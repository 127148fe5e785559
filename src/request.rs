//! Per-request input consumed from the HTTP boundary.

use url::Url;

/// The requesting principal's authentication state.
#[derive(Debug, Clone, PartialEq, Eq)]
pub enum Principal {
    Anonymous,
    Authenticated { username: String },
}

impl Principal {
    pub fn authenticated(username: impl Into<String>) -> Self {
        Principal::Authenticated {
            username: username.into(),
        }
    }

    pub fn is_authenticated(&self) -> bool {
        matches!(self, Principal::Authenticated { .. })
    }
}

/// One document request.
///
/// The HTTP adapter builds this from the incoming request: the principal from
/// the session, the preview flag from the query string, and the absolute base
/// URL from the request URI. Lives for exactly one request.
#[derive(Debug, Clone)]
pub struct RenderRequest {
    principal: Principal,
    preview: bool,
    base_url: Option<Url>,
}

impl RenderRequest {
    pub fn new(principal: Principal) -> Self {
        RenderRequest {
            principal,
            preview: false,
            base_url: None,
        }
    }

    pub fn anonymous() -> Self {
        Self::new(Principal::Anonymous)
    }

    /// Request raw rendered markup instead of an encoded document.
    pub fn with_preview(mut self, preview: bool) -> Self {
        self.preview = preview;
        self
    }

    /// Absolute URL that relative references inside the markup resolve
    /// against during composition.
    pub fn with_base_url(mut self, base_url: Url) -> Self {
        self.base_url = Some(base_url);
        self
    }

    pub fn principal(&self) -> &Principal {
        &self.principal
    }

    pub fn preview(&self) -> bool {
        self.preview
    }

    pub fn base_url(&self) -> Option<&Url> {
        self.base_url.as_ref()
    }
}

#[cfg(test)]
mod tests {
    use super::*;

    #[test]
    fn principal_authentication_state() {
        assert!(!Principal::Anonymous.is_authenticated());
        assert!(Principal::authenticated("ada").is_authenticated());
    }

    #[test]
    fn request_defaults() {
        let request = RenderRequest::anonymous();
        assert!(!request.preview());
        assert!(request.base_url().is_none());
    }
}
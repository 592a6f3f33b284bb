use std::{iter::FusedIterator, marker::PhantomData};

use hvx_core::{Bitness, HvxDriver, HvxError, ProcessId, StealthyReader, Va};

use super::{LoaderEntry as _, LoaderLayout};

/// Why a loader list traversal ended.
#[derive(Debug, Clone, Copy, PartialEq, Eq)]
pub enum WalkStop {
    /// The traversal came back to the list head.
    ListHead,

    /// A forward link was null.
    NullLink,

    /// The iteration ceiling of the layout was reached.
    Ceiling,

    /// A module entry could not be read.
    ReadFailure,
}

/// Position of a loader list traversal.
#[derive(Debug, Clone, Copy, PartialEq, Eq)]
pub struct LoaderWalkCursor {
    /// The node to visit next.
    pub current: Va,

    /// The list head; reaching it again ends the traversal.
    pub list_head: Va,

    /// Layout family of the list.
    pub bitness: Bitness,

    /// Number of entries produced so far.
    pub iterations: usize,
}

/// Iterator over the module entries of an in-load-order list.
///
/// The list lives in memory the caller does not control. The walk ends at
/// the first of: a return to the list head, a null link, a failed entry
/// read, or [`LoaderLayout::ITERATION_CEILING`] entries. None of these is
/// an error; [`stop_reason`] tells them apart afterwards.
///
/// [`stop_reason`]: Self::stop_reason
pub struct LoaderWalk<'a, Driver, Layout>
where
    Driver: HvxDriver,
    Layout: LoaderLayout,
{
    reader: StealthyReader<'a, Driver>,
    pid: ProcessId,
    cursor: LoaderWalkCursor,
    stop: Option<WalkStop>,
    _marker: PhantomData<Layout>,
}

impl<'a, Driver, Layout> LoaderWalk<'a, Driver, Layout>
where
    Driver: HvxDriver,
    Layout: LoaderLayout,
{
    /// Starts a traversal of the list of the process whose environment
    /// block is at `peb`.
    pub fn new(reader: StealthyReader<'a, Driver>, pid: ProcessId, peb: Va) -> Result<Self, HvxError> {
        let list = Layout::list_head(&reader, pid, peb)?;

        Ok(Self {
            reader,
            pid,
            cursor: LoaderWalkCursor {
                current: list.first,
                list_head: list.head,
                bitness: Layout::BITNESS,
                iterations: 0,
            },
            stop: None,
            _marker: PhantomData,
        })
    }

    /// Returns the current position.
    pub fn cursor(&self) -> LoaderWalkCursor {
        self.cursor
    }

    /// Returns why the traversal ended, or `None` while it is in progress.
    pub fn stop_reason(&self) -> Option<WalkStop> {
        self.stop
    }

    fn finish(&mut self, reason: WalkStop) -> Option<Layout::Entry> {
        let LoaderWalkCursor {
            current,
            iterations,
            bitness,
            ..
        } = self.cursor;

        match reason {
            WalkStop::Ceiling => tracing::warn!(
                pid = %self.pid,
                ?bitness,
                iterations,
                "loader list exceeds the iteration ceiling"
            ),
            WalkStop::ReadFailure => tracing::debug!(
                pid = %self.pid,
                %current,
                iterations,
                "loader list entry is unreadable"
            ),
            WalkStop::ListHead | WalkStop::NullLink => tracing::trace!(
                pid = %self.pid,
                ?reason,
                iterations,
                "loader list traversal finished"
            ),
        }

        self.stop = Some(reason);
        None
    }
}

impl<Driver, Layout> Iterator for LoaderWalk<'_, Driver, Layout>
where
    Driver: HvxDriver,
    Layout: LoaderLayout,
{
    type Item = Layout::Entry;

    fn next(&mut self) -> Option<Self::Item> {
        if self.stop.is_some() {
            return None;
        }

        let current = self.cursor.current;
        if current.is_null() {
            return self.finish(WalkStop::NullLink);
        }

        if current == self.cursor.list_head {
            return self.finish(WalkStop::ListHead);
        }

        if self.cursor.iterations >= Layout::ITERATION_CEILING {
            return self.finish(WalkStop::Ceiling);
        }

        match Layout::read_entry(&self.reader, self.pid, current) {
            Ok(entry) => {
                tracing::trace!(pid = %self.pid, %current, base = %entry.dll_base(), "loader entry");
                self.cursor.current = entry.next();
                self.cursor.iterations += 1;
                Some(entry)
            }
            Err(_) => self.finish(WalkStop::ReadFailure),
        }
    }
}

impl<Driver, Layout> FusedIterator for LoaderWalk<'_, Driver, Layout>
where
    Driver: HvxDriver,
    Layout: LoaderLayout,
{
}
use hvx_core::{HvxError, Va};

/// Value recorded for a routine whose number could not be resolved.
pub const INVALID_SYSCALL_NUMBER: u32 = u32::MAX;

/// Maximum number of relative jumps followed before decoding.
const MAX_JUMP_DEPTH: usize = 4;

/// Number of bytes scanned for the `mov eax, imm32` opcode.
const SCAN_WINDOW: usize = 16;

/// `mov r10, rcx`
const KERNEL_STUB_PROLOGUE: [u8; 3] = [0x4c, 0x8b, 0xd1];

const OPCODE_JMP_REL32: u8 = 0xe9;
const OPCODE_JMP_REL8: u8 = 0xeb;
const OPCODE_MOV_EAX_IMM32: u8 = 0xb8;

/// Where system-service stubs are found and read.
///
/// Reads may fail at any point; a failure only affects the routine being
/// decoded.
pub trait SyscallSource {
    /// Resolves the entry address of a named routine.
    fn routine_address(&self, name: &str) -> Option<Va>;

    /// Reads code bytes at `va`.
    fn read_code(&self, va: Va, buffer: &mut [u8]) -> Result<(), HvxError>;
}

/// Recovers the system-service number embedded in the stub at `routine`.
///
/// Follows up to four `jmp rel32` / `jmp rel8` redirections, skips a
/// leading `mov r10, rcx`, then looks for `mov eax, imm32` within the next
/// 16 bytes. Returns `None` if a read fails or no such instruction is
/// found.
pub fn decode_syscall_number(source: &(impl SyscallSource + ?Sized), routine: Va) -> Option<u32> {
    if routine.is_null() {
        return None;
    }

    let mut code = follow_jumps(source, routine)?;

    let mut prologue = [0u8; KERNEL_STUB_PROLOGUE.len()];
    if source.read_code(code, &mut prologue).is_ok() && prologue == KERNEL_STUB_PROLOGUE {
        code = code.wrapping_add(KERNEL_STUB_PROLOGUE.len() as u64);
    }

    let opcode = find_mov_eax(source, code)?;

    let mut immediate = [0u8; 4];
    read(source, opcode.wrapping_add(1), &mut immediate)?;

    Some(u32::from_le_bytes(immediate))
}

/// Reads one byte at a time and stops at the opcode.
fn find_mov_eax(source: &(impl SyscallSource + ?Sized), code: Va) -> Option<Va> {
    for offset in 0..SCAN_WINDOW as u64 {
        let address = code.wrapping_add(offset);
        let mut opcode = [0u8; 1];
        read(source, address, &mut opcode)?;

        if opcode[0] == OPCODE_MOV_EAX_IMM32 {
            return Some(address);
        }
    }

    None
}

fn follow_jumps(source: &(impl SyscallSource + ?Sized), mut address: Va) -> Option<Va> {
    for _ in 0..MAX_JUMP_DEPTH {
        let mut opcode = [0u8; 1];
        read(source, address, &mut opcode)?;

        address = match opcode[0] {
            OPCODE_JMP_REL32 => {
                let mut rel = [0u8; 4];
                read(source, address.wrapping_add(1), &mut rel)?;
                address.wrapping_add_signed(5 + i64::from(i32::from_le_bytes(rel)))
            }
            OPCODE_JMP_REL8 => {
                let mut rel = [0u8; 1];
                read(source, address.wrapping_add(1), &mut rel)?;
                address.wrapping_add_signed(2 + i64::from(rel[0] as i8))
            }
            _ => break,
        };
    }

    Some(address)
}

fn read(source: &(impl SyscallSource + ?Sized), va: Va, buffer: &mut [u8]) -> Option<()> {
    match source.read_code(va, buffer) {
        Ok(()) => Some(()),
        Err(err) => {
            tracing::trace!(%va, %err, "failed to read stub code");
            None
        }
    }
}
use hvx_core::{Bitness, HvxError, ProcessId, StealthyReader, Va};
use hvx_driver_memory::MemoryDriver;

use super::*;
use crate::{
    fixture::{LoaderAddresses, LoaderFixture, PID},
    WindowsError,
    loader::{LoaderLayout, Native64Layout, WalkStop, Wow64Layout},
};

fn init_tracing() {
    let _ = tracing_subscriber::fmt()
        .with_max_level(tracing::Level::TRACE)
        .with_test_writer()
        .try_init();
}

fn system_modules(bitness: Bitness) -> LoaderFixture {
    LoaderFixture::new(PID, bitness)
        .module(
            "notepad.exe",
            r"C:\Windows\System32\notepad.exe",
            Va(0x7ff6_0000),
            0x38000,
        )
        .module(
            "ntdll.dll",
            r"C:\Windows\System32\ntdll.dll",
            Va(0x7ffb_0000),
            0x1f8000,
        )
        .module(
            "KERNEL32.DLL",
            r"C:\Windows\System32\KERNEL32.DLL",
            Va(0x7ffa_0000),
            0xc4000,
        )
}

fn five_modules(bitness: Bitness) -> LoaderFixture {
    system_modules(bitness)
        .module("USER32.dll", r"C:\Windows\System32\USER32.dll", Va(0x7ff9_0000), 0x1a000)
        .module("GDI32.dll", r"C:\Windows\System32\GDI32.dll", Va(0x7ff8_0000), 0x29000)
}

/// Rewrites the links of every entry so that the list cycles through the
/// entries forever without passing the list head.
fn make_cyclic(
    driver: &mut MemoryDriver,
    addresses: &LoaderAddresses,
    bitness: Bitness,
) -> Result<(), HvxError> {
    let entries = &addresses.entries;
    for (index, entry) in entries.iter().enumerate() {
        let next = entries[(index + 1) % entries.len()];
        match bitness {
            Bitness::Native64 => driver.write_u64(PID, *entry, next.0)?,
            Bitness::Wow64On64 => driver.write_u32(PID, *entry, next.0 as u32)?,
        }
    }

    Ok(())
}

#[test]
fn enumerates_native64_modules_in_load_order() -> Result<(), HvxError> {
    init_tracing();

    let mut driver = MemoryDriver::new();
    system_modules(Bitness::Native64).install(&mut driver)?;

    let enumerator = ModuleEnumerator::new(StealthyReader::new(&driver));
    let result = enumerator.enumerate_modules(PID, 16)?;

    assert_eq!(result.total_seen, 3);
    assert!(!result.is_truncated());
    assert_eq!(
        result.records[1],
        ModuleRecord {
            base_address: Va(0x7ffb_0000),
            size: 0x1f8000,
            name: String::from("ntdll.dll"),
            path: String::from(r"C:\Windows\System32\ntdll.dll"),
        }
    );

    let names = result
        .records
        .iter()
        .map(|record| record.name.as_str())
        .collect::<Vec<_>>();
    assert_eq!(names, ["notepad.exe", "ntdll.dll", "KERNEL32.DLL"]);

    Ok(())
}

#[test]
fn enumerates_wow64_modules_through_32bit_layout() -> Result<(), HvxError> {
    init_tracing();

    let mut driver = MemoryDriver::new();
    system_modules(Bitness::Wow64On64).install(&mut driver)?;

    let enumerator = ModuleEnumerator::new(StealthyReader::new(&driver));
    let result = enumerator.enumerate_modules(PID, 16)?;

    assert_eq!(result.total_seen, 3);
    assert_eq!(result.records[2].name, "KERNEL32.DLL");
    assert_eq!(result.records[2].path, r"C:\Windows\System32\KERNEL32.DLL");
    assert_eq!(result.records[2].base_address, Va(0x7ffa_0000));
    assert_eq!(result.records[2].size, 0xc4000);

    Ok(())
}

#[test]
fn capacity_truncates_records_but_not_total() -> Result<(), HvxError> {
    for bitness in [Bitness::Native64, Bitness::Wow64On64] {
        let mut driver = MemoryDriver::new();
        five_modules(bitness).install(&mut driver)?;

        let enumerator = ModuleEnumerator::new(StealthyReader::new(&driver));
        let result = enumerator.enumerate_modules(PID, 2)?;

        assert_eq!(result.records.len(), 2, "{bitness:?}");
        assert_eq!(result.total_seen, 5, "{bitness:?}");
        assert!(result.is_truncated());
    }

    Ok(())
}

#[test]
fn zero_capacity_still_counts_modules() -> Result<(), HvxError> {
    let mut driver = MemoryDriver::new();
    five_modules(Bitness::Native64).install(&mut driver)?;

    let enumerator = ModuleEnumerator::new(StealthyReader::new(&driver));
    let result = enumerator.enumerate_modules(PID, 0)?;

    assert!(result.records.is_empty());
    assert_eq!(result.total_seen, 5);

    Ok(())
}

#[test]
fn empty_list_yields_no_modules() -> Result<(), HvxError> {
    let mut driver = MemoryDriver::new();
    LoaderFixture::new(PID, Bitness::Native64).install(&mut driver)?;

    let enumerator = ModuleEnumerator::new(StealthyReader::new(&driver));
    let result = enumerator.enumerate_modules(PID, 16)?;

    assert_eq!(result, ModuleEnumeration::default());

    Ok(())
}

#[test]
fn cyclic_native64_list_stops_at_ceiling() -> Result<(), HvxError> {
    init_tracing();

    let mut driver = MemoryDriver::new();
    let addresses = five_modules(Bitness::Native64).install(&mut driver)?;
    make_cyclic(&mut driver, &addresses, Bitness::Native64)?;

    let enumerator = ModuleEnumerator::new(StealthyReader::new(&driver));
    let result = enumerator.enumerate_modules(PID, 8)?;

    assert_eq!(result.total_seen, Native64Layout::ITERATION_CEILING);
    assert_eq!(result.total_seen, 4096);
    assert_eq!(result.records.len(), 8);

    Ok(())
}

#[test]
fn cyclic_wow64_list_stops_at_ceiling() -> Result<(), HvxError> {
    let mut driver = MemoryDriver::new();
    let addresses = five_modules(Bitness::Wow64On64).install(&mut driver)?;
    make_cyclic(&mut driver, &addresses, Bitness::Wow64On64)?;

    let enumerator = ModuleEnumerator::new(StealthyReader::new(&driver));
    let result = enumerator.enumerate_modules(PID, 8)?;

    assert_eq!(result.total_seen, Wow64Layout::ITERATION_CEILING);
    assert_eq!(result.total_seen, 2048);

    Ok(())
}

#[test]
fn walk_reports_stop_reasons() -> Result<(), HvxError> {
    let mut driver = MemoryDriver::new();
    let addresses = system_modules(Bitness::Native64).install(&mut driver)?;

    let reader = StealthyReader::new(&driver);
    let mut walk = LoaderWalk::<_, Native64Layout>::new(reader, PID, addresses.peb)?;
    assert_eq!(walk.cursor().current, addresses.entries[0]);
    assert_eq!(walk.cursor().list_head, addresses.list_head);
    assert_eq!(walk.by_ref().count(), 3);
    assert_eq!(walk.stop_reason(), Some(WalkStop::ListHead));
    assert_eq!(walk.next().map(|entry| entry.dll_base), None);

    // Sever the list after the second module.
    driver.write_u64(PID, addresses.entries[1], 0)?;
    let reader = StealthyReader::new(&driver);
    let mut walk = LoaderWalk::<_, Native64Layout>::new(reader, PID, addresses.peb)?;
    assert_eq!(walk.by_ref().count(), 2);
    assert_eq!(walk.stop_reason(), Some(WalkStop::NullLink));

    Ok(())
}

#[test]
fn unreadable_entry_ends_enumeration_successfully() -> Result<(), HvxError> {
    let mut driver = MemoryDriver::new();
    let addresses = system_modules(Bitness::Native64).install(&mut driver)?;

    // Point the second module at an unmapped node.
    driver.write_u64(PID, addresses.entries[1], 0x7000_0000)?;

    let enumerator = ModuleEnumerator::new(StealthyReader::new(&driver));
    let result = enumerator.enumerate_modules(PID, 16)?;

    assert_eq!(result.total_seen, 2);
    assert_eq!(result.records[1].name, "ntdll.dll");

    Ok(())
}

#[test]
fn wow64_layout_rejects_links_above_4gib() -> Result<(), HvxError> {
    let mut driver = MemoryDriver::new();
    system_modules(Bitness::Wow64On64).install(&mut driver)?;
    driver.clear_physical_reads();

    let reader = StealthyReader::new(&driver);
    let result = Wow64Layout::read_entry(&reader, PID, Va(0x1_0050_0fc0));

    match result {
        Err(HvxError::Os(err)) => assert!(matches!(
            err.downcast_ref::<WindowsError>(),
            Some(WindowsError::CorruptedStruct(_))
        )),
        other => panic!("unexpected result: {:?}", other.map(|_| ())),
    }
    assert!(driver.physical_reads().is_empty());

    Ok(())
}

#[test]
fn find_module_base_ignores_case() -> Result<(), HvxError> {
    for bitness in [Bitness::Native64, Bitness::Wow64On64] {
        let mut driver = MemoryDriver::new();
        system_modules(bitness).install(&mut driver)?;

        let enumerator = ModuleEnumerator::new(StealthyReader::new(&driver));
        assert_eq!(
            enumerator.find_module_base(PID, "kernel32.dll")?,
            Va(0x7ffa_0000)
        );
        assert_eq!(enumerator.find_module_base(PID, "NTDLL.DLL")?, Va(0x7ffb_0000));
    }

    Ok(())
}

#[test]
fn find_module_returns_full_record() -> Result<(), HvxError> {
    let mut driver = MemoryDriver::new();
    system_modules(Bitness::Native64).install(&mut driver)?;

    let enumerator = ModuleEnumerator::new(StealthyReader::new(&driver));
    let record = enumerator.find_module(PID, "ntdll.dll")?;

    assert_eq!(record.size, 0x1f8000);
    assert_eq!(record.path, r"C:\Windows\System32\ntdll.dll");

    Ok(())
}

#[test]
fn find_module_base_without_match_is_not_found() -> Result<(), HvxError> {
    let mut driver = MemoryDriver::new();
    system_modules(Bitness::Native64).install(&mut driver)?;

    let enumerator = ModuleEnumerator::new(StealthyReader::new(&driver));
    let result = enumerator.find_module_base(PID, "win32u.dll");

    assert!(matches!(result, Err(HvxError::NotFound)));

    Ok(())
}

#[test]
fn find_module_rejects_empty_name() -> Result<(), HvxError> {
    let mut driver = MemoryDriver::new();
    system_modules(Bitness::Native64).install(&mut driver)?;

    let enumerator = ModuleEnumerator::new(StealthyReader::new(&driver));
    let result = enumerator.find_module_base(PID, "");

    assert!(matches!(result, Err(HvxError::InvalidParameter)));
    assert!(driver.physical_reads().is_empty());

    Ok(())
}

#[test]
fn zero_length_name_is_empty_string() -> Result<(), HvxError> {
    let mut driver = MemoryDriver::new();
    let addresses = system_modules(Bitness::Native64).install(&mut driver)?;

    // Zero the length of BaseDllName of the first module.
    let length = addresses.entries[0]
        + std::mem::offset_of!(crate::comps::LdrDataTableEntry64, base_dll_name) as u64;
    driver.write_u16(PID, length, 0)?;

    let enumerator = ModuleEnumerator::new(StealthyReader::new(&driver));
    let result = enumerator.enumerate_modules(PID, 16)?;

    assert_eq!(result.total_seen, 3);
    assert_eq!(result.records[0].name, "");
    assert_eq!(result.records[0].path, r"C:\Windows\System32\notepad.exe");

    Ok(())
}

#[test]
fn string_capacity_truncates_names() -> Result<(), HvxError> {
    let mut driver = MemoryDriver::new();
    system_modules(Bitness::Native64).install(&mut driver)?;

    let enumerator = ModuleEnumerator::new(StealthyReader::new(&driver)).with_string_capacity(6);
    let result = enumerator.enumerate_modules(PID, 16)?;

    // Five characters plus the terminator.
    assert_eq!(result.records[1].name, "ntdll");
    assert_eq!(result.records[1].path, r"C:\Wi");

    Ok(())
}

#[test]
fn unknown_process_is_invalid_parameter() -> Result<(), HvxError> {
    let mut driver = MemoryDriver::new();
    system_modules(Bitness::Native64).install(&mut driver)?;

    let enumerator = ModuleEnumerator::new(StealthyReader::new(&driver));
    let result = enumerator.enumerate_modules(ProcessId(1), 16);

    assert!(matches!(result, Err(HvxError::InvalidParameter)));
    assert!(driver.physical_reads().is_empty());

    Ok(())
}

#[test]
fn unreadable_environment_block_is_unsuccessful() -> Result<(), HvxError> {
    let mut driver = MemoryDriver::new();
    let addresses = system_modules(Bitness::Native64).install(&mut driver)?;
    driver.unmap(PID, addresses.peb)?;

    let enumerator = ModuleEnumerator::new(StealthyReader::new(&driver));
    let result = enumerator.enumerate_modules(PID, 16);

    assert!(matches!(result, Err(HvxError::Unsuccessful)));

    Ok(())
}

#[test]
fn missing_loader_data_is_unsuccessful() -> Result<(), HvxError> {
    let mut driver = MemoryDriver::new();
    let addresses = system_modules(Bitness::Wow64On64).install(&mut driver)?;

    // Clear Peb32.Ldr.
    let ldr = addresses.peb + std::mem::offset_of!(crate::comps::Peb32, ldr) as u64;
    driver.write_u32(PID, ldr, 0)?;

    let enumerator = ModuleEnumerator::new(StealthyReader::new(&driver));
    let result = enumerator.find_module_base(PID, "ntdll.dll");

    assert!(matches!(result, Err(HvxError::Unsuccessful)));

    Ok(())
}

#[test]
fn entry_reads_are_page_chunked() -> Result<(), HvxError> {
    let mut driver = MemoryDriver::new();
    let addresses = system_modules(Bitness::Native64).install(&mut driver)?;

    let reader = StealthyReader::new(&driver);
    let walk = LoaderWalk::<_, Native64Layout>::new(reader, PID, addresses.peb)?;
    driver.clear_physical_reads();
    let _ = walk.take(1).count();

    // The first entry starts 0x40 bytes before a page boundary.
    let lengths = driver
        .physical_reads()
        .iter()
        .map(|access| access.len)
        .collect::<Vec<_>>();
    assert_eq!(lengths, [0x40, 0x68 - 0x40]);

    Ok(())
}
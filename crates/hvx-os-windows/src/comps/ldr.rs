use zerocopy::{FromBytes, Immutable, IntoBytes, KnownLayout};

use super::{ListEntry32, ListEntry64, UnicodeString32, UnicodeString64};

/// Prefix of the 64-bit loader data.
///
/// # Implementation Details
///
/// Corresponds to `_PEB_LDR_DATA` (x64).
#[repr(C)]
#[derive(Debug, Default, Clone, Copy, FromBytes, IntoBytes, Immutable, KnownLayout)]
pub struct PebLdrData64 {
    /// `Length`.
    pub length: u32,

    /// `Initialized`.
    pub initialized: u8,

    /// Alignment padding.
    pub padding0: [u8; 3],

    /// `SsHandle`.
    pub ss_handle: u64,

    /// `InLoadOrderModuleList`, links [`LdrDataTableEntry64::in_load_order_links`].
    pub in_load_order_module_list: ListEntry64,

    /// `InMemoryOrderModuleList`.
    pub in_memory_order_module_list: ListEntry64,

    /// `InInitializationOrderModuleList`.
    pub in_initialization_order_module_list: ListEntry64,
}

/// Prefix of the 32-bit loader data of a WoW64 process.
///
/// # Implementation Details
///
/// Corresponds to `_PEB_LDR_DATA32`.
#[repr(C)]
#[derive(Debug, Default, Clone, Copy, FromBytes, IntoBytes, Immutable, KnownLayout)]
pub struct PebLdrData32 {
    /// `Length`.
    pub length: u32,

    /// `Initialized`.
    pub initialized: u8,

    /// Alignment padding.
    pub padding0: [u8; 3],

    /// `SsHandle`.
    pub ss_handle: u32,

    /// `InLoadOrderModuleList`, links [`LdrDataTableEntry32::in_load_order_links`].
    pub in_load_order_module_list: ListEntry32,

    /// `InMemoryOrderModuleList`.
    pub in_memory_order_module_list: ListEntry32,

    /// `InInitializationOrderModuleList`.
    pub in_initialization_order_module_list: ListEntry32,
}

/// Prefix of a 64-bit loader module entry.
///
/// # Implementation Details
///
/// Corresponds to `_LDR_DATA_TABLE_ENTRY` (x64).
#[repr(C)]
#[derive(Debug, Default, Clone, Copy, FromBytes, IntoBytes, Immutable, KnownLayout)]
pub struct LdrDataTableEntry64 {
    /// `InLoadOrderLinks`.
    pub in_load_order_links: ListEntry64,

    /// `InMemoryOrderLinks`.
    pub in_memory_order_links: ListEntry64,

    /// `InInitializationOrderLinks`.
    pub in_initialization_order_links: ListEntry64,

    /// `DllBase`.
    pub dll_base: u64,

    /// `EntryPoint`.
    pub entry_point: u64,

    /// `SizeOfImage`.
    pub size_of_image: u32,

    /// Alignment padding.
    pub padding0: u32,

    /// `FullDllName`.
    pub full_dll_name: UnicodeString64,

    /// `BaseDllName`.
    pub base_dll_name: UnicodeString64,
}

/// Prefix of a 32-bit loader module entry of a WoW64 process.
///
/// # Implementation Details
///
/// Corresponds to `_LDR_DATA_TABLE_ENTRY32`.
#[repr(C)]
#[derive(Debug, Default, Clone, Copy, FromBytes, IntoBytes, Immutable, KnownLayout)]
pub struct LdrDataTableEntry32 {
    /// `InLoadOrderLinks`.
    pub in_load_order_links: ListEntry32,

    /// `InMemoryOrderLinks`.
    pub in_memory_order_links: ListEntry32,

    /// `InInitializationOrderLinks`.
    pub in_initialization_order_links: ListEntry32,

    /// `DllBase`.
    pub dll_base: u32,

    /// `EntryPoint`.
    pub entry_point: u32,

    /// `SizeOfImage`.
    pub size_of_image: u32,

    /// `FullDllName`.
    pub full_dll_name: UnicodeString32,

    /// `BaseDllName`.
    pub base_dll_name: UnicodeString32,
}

::::::::

● **What to do**
Using the records above, gather all lines where the string "index" is present.

● **Solution to this exercise**
    for (index, entry) in entries.iter().enumerate() {
        let next = entries[(index + 1) % entries.len()];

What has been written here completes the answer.